Or maybe I wouldn't.

Maybe I'd be bitter seeing all this life around me when I was stripped of it myself. Had my own heartbeat stolen away from me, replaced with only silence. Lifelessness.

The empty quiet between the ticks of a clock. Forevermore.

A shoal of fish sidle up beside me, hundreds of them, their tiny smooth bodies a harsh juxtaposition to my bruised battered one. For a moment I am jealous of them. They know their place in the world. They have their place. They are born with it, live with it, die with it. Their eyes rest upon my body for a few seconds as they linger in the stillness, the silence of the ocean. There is no noise down here, only a looming emptiness that envelopes everything. Then, in a few flickering movements, they are gone. A trail of bubbles in their wake as they dart away from my corpse. I watch on, wordlessly, from an invisible yet omniscient third person viewpoint as my corpse is tossed about the ocean.

A cold emotionless voice breaks the silence of the sea. A cruel laugh. A harsh discordant sound. "Broken. Forevermore." The clairvoyant fortune teller woman from years long ago. A lingering echo of my past. A reminder that even dead, I cannot escape the curse that plagues me.

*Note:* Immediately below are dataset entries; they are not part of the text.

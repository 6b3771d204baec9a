use std::f32::consts::{FRAC_PI_3, FRAC_PI_4, PI};

use cgmath::{InnerSpace, Matrix4, Vector3, Vector4};
use scene_ngin::{
    camera::{Camera, CameraSource},
    data_structures::light::{self, Light, LightKind, LightUniform, MAX_LIGHTS},
    demo,
    pipelines::lit::FrameUniform,
};

use crate::common::test_utils::{assert_close, assert_close3};

mod common;

fn clip(m: &Matrix4<f32>, p: Vector3<f32>) -> Vector3<f32> {
    let c = m * p.extend(1.0);
    c.truncate() / c.w
}

#[test]
fn shine_from_aims_along_direction() {
    let mut light = Light::new(LightKind::Spot);
    light.shine_from(Vector3::new(1.0, 2.0, 3.0), 3.0 * FRAC_PI_4, 3.0 * FRAC_PI_4);
    let expected = light::direction(3.0 * FRAC_PI_4, 3.0 * FRAC_PI_4);
    assert_close3(light.aim().into(), expected.into());
    assert_close(light.aim().magnitude(), 1.0);
    assert_eq!(light.translation, Vector3::new(1.0, 2.0, 3.0));
}

#[test]
fn lit_point_projects_to_shadow_map_centre() {
    let mut light = Light::new(LightKind::Spot);
    light.spot_angle = FRAC_PI_3;
    light.shine_from(Vector3::new(0.0, 0.0, 20.0), PI, 0.0);
    assert_close3(light.aim().into(), [0.0, 0.0, -1.0]);

    let viewing = light.viewing(1.0, 100.0);
    let below = clip(&viewing, Vector3::new(0.0, 0.0, 0.0));
    assert_close(below.x, 0.0);
    assert_close(below.y, 0.0);
    assert!(below.z > 0.0 && below.z < 1.0);
    // farther along the aim means deeper
    let deeper = clip(&viewing, Vector3::new(0.0, 0.0, -10.0));
    assert!(deeper.z > below.z);
}

#[test]
fn omni_lights_pass_every_cone_test() {
    let omni = Light::new(LightKind::Omni);
    assert_eq!(omni.cos_cutoff(), -1.0);
    let mut spot = Light::new(LightKind::Spot);
    spot.spot_angle = FRAC_PI_3;
    assert_close(spot.cos_cutoff(), 0.5);
}

#[test]
fn gpu_records_are_tightly_packed() {
    assert_eq!(std::mem::size_of::<LightUniform>(), 128);
    assert_eq!(std::mem::size_of::<FrameUniform>(), 96 + MAX_LIGHTS * 128);
}

#[test]
fn frame_uniform_drops_extra_lights() {
    let lights = vec![Light::default(); MAX_LIGHTS + 2];
    let camera = demo::camera(4, 3);
    let frame = FrameUniform::new(camera.viewing(), camera.position(), &lights, 0.2, 1.0, 100.0);
    assert_eq!(frame.light_count(), MAX_LIGHTS as u32);
    let frame = FrameUniform::new(camera.viewing(), camera.position(), &lights[..1], 0.2, 1.0, 100.0);
    assert_eq!(frame.light_count(), 1);
}

#[test]
fn orbit_camera_looks_at_its_target() {
    let camera = Camera::new(Vector3::new(30.0, 30.0, 5.0), 100.0, FRAC_PI_4, FRAC_PI_4);
    let offset = camera.position() - camera.target;
    assert_close(offset.magnitude(), 100.0);
    assert!(offset.z > 0.0);

    let target = camera.viewing() * Vector4::new(30.0, 30.0, 5.0, 1.0);
    assert_close(target.x / target.w, 0.0);
    assert_close(target.y / target.w, 0.0);
    let depth = target.z / target.w;
    assert!(depth > 0.0 && depth < 1.0);
}

#[test]
fn demo_lights_point_down() {
    let lights = demo::lights();
    assert_eq!(lights.len(), 2);
    for light in &lights {
        assert!(light.aim().z < 0.0);
        assert_eq!(light.kind, LightKind::Spot);
    }
}
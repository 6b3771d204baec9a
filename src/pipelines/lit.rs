use bytemuck::Zeroable;
use cgmath::{Matrix4, Vector3};
use log::warn;
use wgpu::util::DeviceExt;

use crate::{
    data_structures::{
        light::{Light, LightUniform, MAX_LIGHTS},
        scene_graph::{PassSpec, UniformSlot},
    },
    pipelines::{self, MAIN_BINDING, VertexLayout},
    render::ProgramLayout,
    resources::texture::diffuse_layout,
};

pub const FRAME_GROUP: u32 = 0;
pub const SHADOW_GROUP: u32 = 2;
pub const TEXTURE0_GROUP: u32 = 3;

/// The inputs of `lit.wgsl`.
pub fn program_layout() -> ProgramLayout {
    ProgramLayout::default()
        .with_uniform("modeling", 0)
        .with_uniform("specular", 4)
        .with_attribute("position", 0)
        .with_attribute("texCoords", 1)
        .with_attribute("normal", 2)
        .with_sampler("texture0", TEXTURE0_GROUP)
}

#[repr(C)]
#[derive(Debug, Copy, Clone, bytemuck::Pod, bytemuck::Zeroable)]
pub struct FrameUniform {
    viewing: [[f32; 4]; 4],
    cam_pos: [f32; 3],
    light_count: u32,
    ambient: f32,
    _padding: [u32; 3],
    lights: [LightUniform; MAX_LIGHTS],
}

impl FrameUniform {
    /// Packs the camera and up to [`MAX_LIGHTS`] lights. Extra lights are
    /// dropped.
    pub fn new(
        viewing: Matrix4<f32>,
        cam_pos: Vector3<f32>,
        lights: &[Light],
        ambient: f32,
        shadow_near: f32,
        shadow_far: f32,
    ) -> Self {
        if lights.len() > MAX_LIGHTS {
            warn!("{} lights given, only the first {MAX_LIGHTS} are shaded", lights.len());
        }
        let mut packed = [LightUniform::zeroed(); MAX_LIGHTS];
        for (dst, light) in packed.iter_mut().zip(lights) {
            *dst = light.to_raw(shadow_near, shadow_far);
        }
        Self {
            viewing: viewing.into(),
            cam_pos: cam_pos.into(),
            light_count: lights.len().min(MAX_LIGHTS) as u32,
            ambient,
            _padding: [0; 3],
            lights: packed,
        }
    }

    pub fn light_count(&self) -> u32 {
        self.light_count
    }
}

pub struct LitPipeline {
    pub layout: ProgramLayout,
    /// What every mesh's [`MAIN_BINDING`] configuration has to match.
    pub vertex_layout: VertexLayout,
    pub pipeline: wgpu::RenderPipeline,
    pub texture_layout: wgpu::BindGroupLayout,
    pub shadow_layout: wgpu::BindGroupLayout,
    frame_buffer: wgpu::Buffer,
    pub frame_bind_group: wgpu::BindGroup,
}

impl LitPipeline {
    pub fn new(
        device: &wgpu::Device,
        color_format: wgpu::TextureFormat,
        draw_layout: &wgpu::BindGroupLayout,
    ) -> anyhow::Result<Self> {
        let layout = program_layout();

        let frame_layout = mk_frame_bind_group_layout(device);
        let shadow_layout = mk_shadow_sample_layout(device);
        let texture_layout = diffuse_layout(device);

        let frame_buffer = device.create_buffer_init(&wgpu::util::BufferInitDescriptor {
            label: Some("Frame Buffer"),
            contents: bytemuck::cast_slice(&[FrameUniform::zeroed()]),
            usage: wgpu::BufferUsages::UNIFORM | wgpu::BufferUsages::COPY_DST,
        });
        let frame_bind_group = device.create_bind_group(&wgpu::BindGroupDescriptor {
            layout: &frame_layout,
            entries: &[wgpu::BindGroupEntry {
                binding: 0,
                resource: frame_buffer.as_entire_binding(),
            }],
            label: Some("frame_bind_group"),
        });

        let render_pipeline_layout = device.create_pipeline_layout(&wgpu::PipelineLayoutDescriptor {
            label: Some("Lit Pipeline Layout"),
            bind_group_layouts: &[Some(&frame_layout), Some(draw_layout), Some(&shadow_layout), Some(&texture_layout)],
            immediate_size: 0,
        });
        let vertex_layout = VertexLayout::shape(&Self::locations(&layout))?;
        let shader = wgpu::ShaderModuleDescriptor {
            label: Some("Lit Shader"),
            source: wgpu::ShaderSource::Wgsl(include_str!("lit.wgsl").into()),
        };
        let pipeline = pipelines::mk_render_pipeline(
            device,
            "Lit Pipeline",
            &render_pipeline_layout,
            Some(color_format),
            wgpu::DepthBiasState::default(),
            &[vertex_layout.buffer_layout()],
            shader,
        );

        Ok(Self {
            layout,
            vertex_layout,
            pipeline,
            texture_layout,
            shadow_layout,
            frame_buffer,
            frame_bind_group,
        })
    }

    /// Traversal parameters of the lit pass: modeling matrix, a 3-float
    /// specular colour per node and one texture per node.
    pub fn pass_spec(&self) -> PassSpec {
        PassSpec {
            modeling: self.layout.uniform_location("modeling"),
            uniforms: vec![UniformSlot {
                dim: 3,
                location: self.layout.uniform_location("specular"),
            }],
            binding: MAIN_BINDING,
            samplers: vec![self.layout.sampler_location("texture0")],
        }
    }

    fn locations(layout: &ProgramLayout) -> [Option<u32>; 3] {
        [
            layout.attribute_location("position"),
            layout.attribute_location("texCoords"),
            layout.attribute_location("normal"),
        ]
    }

    /// Locations to bind a mesh's [`MAIN_BINDING`] configuration to.
    pub fn attribute_locations(&self) -> [Option<u32>; 3] {
        Self::locations(&self.layout)
    }

    pub fn write_frame(&self, queue: &wgpu::Queue, frame: &FrameUniform) {
        queue.write_buffer(&self.frame_buffer, 0, bytemuck::bytes_of(frame));
    }

    pub fn bind_frame(&self, pass: &mut wgpu::RenderPass<'_>, shadow_group: &wgpu::BindGroup) {
        pass.set_pipeline(&self.pipeline);
        pass.set_bind_group(FRAME_GROUP, &self.frame_bind_group, &[]);
        pass.set_bind_group(SHADOW_GROUP, shadow_group, &[]);
    }
}

fn mk_frame_bind_group_layout(device: &wgpu::Device) -> wgpu::BindGroupLayout {
    device.create_bind_group_layout(&wgpu::BindGroupLayoutDescriptor {
        entries: &[wgpu::BindGroupLayoutEntry {
            binding: 0,
            visibility: wgpu::ShaderStages::VERTEX | wgpu::ShaderStages::FRAGMENT,
            ty: wgpu::BindingType::Buffer {
                ty: wgpu::BufferBindingType::Uniform,
                has_dynamic_offset: false,
                min_binding_size: None,
            },
            count: None,
        }],
        label: Some("frame_bind_group_layout"),
    })
}

/// Shadow maps as the lit pass samples them: every light's layer plus the
/// comparison sampler.
fn mk_shadow_sample_layout(device: &wgpu::Device) -> wgpu::BindGroupLayout {
    device.create_bind_group_layout(&wgpu::BindGroupLayoutDescriptor {
        entries: &[
            wgpu::BindGroupLayoutEntry {
                binding: 0,
                visibility: wgpu::ShaderStages::FRAGMENT,
                ty: wgpu::BindingType::Texture {
                    multisampled: false,
                    view_dimension: wgpu::TextureViewDimension::D2Array,
                    sample_type: wgpu::TextureSampleType::Depth,
                },
                count: None,
            },
            wgpu::BindGroupLayoutEntry {
                binding: 1,
                visibility: wgpu::ShaderStages::FRAGMENT,
                ty: wgpu::BindingType::Sampler(wgpu::SamplerBindingType::Comparison),
                count: None,
            },
        ],
        label: Some("shadow_sample_bind_group_layout"),
    })
}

My hair is like a dark gossamer as it trails away from my head, the long strands wavering in the current, desperate to reach the surface yet still anchored to me. A thin ribbon of blood flows from a cut on my arm. Like smoke, it weaves through the water, floating onwards, upwards. It doesn't quite reach the surface though.

Drawn into the nostril of a large vicious shark. There is a whole shoal of them now. A shiver. I remember now. A term from a rather exuberant outdoor environmental studies class from early high school days years long gone by now. A school or shoal of sharks. Or a shiver if one feels dramatic. Right now, I do not feel melodramatic; just cold, so very cold. As if all light, all warmth from the world is gone. Shiver seems to be the most apt word right now.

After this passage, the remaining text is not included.